Could we perhaps end the fad with a return to pet rocks? Or toe socks? (Too bad it’s not so easy; I’d buy a pet rock if it would end the trans madness.)
Ten years for an appointment to see someone with a view to getting harmful, unnecessary anabolic steroids and non-therapeutic telective plastic surgery is nothing, not when people are waiting to be seen for actual serious health issues.
In September 2021 I woke up one morning with a strange new symptom. In bright sunshine, I’d been getting migraine-aura-type sparkling in my vision for some time; but, for the first time, the bright light was causing pain so severe that I was quite unable to open my eyes. Sparkles and painful photophobia; just like an escalating migraine aura in v e r y s l o w m o t i o n, where the expected headache never arrives.

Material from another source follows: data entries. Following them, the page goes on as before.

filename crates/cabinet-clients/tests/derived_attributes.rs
use cabinet_clients::clients::{
    reconcile, recompute, Cartographie, Client, ClientId, MaturityLevel, ObligationFlag,
    ObligationLevel, Questionnaire, RegimeTva, TypologieClientele, UNDEFINED_LABEL,
};
use serde_json::json;

const REGIMES: [&str; 4] = ["Débit", "Encaissement", "Non concerné", ""];
const TYPOLOGIES: [&str; 5] = ["B to B", "B to C", "Organismes publics", "Mixtes", ""];

fn client_with(regime: &str, typologie: &str) -> Client {
    let mut client = Client::empty(ClientId("client_matrix".to_string()));
    client.activites.regime_tva = regime.to_string();
    client.activites.typologie_clientele = typologie.to_string();
    client
}

#[test]
fn stored_document_round_trips_through_the_pipeline() {
    let document = json!({
        "id": "client_1700000000000_0001",
        "identifiantInterne": "CLI-042",
        "siren": "552100554",
        "raisonSociale": "Green Ltd",
        "formeJuridique": "SARL",
        "contactPrincipal": { "nom": "Durand", "prenom": "Alice", "email": "alice@green.example" },
        "missionsActuelles": {
            "collaborateurReferent": "Claire Dubois",
            "expertComptable": "David Petit",
            "typeMission": "Tenue"
        },
        "activites": {
            "codeAPE": "4711D",
            "secteurActivites": "Commerce",
            "regimeTVA": "Encaissement",
            "regimeFiscal": "IS",
            "typologieClientele": "B to C"
        },
        "questionnaire": {
            "q1": "detailed", "q2": "quickly", "q3": "b2c",
            "q4": "Oui", "q5": "Oui", "q6": "Oui", "q7": "Oui", "q8": "Oui",
            "q9": "digital", "q10": "Oui", "q11": "platform", "q12": "Oui", "q13": "Non"
        },
        "actionsAMener": []
    });
    let client: Client = serde_json::from_value(document).expect("document parses");

    let derived = recompute(&client);
    assert_eq!(derived.obligations.assujetti_reforme, ObligationFlag::Oui);
    assert_eq!(derived.obligations.e_invoicing, ObligationFlag::Non);
    assert_eq!(derived.obligations.e_reporting_transaction, ObligationFlag::Oui);
    assert_eq!(derived.obligations.e_reporting_paiement, ObligationFlag::Oui);
    assert_eq!(derived.obligation_score.score, 3);
    assert_eq!(derived.obligation_score.level, ObligationLevel::Fortes);
    assert_eq!(derived.maturity.score, 17);
    assert_eq!(derived.maturity.level, MaturityLevel::Elevee);
    assert_eq!(derived.cartographie, Cartographie::InnovantsSousObligations);
    assert!((derived.completion_pct - 100.0).abs() < 1e-4);

    let patch = reconcile(&client).patch.expect("no stored derived copy yet");
    let merge = patch.to_merge_patch();
    assert_eq!(
        merge["cartographieClient"],
        "priorité faible - clients innovants et stratégiques"
    );
    assert_eq!(merge["maturiteDigitale"], "Élevée");
}

#[test]
fn classification_is_deterministic_over_every_input_pair() {
    for regime in REGIMES {
        for typologie in TYPOLOGIES {
            let client = client_with(regime, typologie);
            let first = recompute(&client);
            let second = recompute(&client.clone());
            assert_eq!(first, second, "{regime:?}/{typologie:?}");

            let flags = first.obligations;
            assert_eq!(flags.pa_emission, flags.e_invoicing);
            assert_eq!(flags.pa_reception, flags.assujetti_reforme);
            assert_ne!(flags.e_reporting_paiement, ObligationFlag::ADefinir);

            if regime.is_empty() && typologie.is_empty() {
                assert_eq!(first.obligation_score.level, ObligationLevel::ADefinir);
            }
        }
    }
}

#[test]
fn write_back_converges_in_one_pass_for_every_input_pair() {
    for regime in REGIMES {
        for typologie in TYPOLOGIES {
            let mut client = client_with(regime, typologie);
            client.questionnaire.q9 = Some("paper".to_string());

            if let Some(patch) = reconcile(&client).patch {
                patch.apply_to(&mut client);
            }
            assert!(reconcile(&client).patch.is_none(), "{regime:?}/{typologie:?}");
        }
    }
}

#[test]
fn undecided_maturity_keeps_cartography_undecided() {
    for regime in REGIMES {
        for typologie in TYPOLOGIES {
            let client = client_with(regime, typologie);
            let derived = recompute(&client);
            assert_eq!(derived.maturity.level, MaturityLevel::ADefinir);
            assert_eq!(derived.cartographie.label(), UNDEFINED_LABEL);
        }
    }
}

#[test]
fn completion_is_monotonic_in_filled_fields() {
    let mut client = Client::empty(ClientId("client_progress".to_string()));
    client.identifiant_interne.clear();
    let mut previous = recompute(&client).completion_pct;
    assert_eq!(previous, 0.0);

    client.raison_sociale = "Brown Industries".to_string();
    let after_name = recompute(&client).completion_pct;
    assert!(after_name > previous);
    previous = after_name;

    client.activites.regime_tva = RegimeTva::Debit.label().to_string();
    client.activites.typologie_clientele = TypologieClientele::OrganismesPublics.label().to_string();
    let after_obligations = recompute(&client).completion_pct;
    assert!(after_obligations - previous > 25.0);
    previous = after_obligations;

    client.questionnaire = Questionnaire {
        q1: Some("basic".to_string()),
        ..Questionnaire::default()
    };
    assert!(recompute(&client).completion_pct >= previous);
    assert!(recompute(&client).completion_pct <= 100.0);
}
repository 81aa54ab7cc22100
use cabinet_clients_api::run;

#[tokio::main]
async fn main() {
    if let Err(err) = run().await {
        eprintln!("application error: {err}");
        std::process::exit(1);
    }
}
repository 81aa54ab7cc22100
mod common;
mod routing;
pub mod clients;
pub mod config;
pub mod error;
pub mod telemetry;
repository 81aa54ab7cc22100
use super::common::*;
use axum::body::Body;
use axum::extract::{Path, State};
use axum::http::{header, Request, StatusCode};
use serde_json::{json, Value};
use std::sync::Arc;
use tower::ServiceExt;

use crate::clients::domain::{Client, ClientId};
use crate::clients::repository::ClientRepository;
use crate::clients::router::{client_router, create_handler, fetch_handler, UpdateRequest};
use crate::clients::service::ClientService;

fn json_request(method: &str, uri: &str, body: Value) -> Request<Body> {
    Request::builder()
        .method(method)
        .uri(uri)
        .header(header::CONTENT_TYPE, "application/json")
        .body(Body::from(body.to_string()))
        .expect("request")
}

#[tokio::test]
async fn create_route_returns_created_view() {
    let (service, _) = build_service();
    let router = client_router(Arc::new(service));

    let response = router
        .oneshot(json_request(
            "POST",
            "/api/v1/users/user-42/clients",
            json!({
                "updates": [
                    { "type": "set_raison_sociale", "value": "Smith Enterprises" }
                ]
            }),
        ))
        .await
        .expect("route executes");

    assert_eq!(response.status(), StatusCode::CREATED);
    let payload = read_json_body(response).await;
    assert_eq!(payload["client"]["raisonSociale"], "Smith Enterprises");
    assert_eq!(payload["client"]["activites"]["regimeTVA"], "Débit");
    assert_eq!(
        payload["client"]["obligationsLegales"]["niveauObligation"],
        "Intermédiaire"
    );
    assert_eq!(payload["derived"]["maturity"]["level"], "À définir");
}

#[tokio::test]
async fn create_handler_returns_conflict_on_duplicate() {
    let service = Arc::new(ClientService::new(Arc::new(ConflictRepository)));

    let response = create_handler::<ConflictRepository>(
        State(service),
        Path("user-42".to_string()),
        axum::Json(UpdateRequest::default()),
    )
    .await;

    assert_eq!(response.status(), StatusCode::CONFLICT);
}

#[tokio::test]
async fn fetch_handler_returns_not_found_for_unknown_client() {
    let (service, _) = build_service();

    let response = fetch_handler::<MemoryRepository>(
        State(Arc::new(service)),
        Path(("user-42".to_string(), "client_missing".to_string())),
    )
    .await;

    assert_eq!(response.status(), StatusCode::NOT_FOUND);
    let payload = read_json_body(response).await;
    assert_eq!(payload["error"], "record not found");
}

#[tokio::test]
async fn list_route_returns_internal_error_when_store_is_down() {
    let service = ClientService::new(Arc::new(UnavailableRepository));
    let router = client_router(Arc::new(service));

    let response = router
        .oneshot(
            Request::get("/api/v1/users/user-42/clients")
                .body(Body::empty())
                .expect("request"),
        )
        .await
        .expect("route executes");

    assert_eq!(response.status(), StatusCode::INTERNAL_SERVER_ERROR);
}

#[tokio::test]
async fn patch_and_questionnaire_routes_update_derived_copy() {
    let (service, repository) = build_service();
    let service = Arc::new(service);
    let id = service
        .create(&owner(), smith_updates())
        .expect("create")
        .client
        .id;
    let router = client_router(service);

    let response = router
        .clone()
        .oneshot(json_request(
            "PATCH",
            &format!("/api/v1/users/user-42/clients/{}", id.0),
            json!({
                "updates": [
                    { "type": "set_typologie_clientele", "value": "Mixtes" }
                ]
            }),
        ))
        .await
        .expect("route executes");
    assert_eq!(response.status(), StatusCode::OK);
    let payload = read_json_body(response).await;
    assert_eq!(payload["derived"]["obligationScore"]["score"], 4);

    let response = router
        .oneshot(json_request(
            "PUT",
            &format!("/api/v1/users/user-42/clients/{}/questionnaire", id.0),
            serde_json::to_value(form_questionnaire()).expect("serializes"),
        ))
        .await
        .expect("route executes");
    assert_eq!(response.status(), StatusCode::OK);

    let stored = repository.stored(&owner(), &id).expect("stored");
    assert_eq!(
        stored.cartographie_client.as_deref(),
        Some("priorité intermédiaire - clients à opportunités émergentes")
    );
    assert_eq!(
        stored.obligations_legales.niveau_obligation.as_deref(),
        Some("Fortes")
    );
}

#[tokio::test]
async fn migrations_route_lists_enrolled_clients() {
    let (service, _) = build_service();
    service
        .import(&owner(), vec![migration_client("client_a")])
        .expect("import");
    let router = client_router(Arc::new(service));

    let response = router
        .oneshot(
            Request::get("/api/v1/users/user-42/migrations")
                .body(Body::empty())
                .expect("request"),
        )
        .await
        .expect("route executes");

    assert_eq!(response.status(), StatusCode::OK);
    let payload = read_json_body(response).await;
    let entries = payload.as_array().expect("array");
    assert_eq!(entries.len(), 1);
    assert_eq!(entries[0]["progress"]["total"], 9);
}

#[tokio::test]
async fn derive_route_is_stateless() {
    let (service, repository) = build_service();
    let router = client_router(Arc::new(service));

    let mut client = Client::empty(ClientId("client_posted".to_string()));
    client.activites.regime_tva = "Non concerné".to_string();
    client.activites.typologie_clientele = "B to C".to_string();

    let response = router
        .oneshot(json_request(
            "POST",
            "/api/v1/derive",
            serde_json::to_value(&client).expect("serializes"),
        ))
        .await
        .expect("route executes");

    assert_eq!(response.status(), StatusCode::OK);
    let payload = read_json_body(response).await;
    assert_eq!(payload["patch"]["obligationsLegales"]["assujettiReforme"], "Non");
    assert_eq!(payload["patch"]["obligationsLegales"]["niveauObligation"], "Faibles");
    assert_eq!(payload["patch"]["maturiteDigitale"], "À définir");
    assert!(repository.list(&owner()).expect("list").is_empty());
}

#[tokio::test]
async fn derive_route_treats_null_inputs_as_unset() {
    let (service, _) = build_service();
    let router = client_router(Arc::new(service));

    let response = router
        .oneshot(json_request(
            "POST",
            "/api/v1/derive",
            json!({
                "id": "client_posted",
                "siren": null,
                "activites": { "regimeTVA": null, "typologieClientele": null },
                "actionsAMener": "Migration sur l'outil du cabinet"
            }),
        ))
        .await
        .expect("route executes");

    assert_eq!(response.status(), StatusCode::OK);
    let payload = read_json_body(response).await;
    assert_eq!(payload["derived"]["obligationScore"]["score"], 0);
    assert_eq!(payload["derived"]["obligationScore"]["level"], "À définir");
    assert_eq!(payload["derived"]["obligations"]["eReportingPaiement"], "Non");
    assert_eq!(payload["derived"]["cartographie"], "À définir");
}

After months of visits to emergency eye clinics, I saw a specialist in January 2022. She put me through a battery of eye tests, all of which showed nothing wrong with my eyes, and recommended urgent MRI of my brain. To get one, though, I had to get an appointment with a neurologist. Given that I had been on the general waiting list to be assigned a neurologist since 2013, l didn’t hold my breath but looked for ways to cope. I took to wearing polarised sunglasses and a ski mask with a mirrored lens to cut down the light when I went outside, and tried to avoid, where possible, doing so on sunny days. I stitched three layers of black cloth to the brim of a wide-brimmed black hat, to block the sunshine when necessary. Unfortunately, this made me effectively blind whenever the sun shone, and I would have to rely on my husband to take over control of my wheelchair. Eventually, he managed to find some ski goggles which fit over my prescription polarised sunglasses, and block UV light completely, meaning that I can now see again, although bright sunshine still makes me flinch.
I received an appointment letter from the neurology department this March, the day we were going to set off on a trip to the UK to visit my Mum on her 90th birthday, with a date for a consultation two weeks hence. We re-scheduled the ferry crossing; luckily, we’d plenty of time as we’d originally planned to visit other people on our way to Mum’s, so we didn’t miss the celebrations (although we did miss them). I saw the consultant, a neurology professor at the university hospital, who said that it was unlikely to be migraine related, as migraine is episodic. I said that it’s unlikely to be anything sinister, or I would have died on the waiting list. She said that anyway it was too long since my last MRI, and she ordered one. I have an appointment on Friday.
I don’t mind the wait. This is a small country, with the population of a largish city, and they obviously have to give priority to people with life-threatening conditions. CoViD has done no favours to the system, either; they were already struggling before it hit.
My advice to those who decry the wait for an appointment with a gender butcher is to stop focussing on the things that others have persuaded you to hate about your body, start focussing on all the wonderful things you can do with it, and create something beautiful.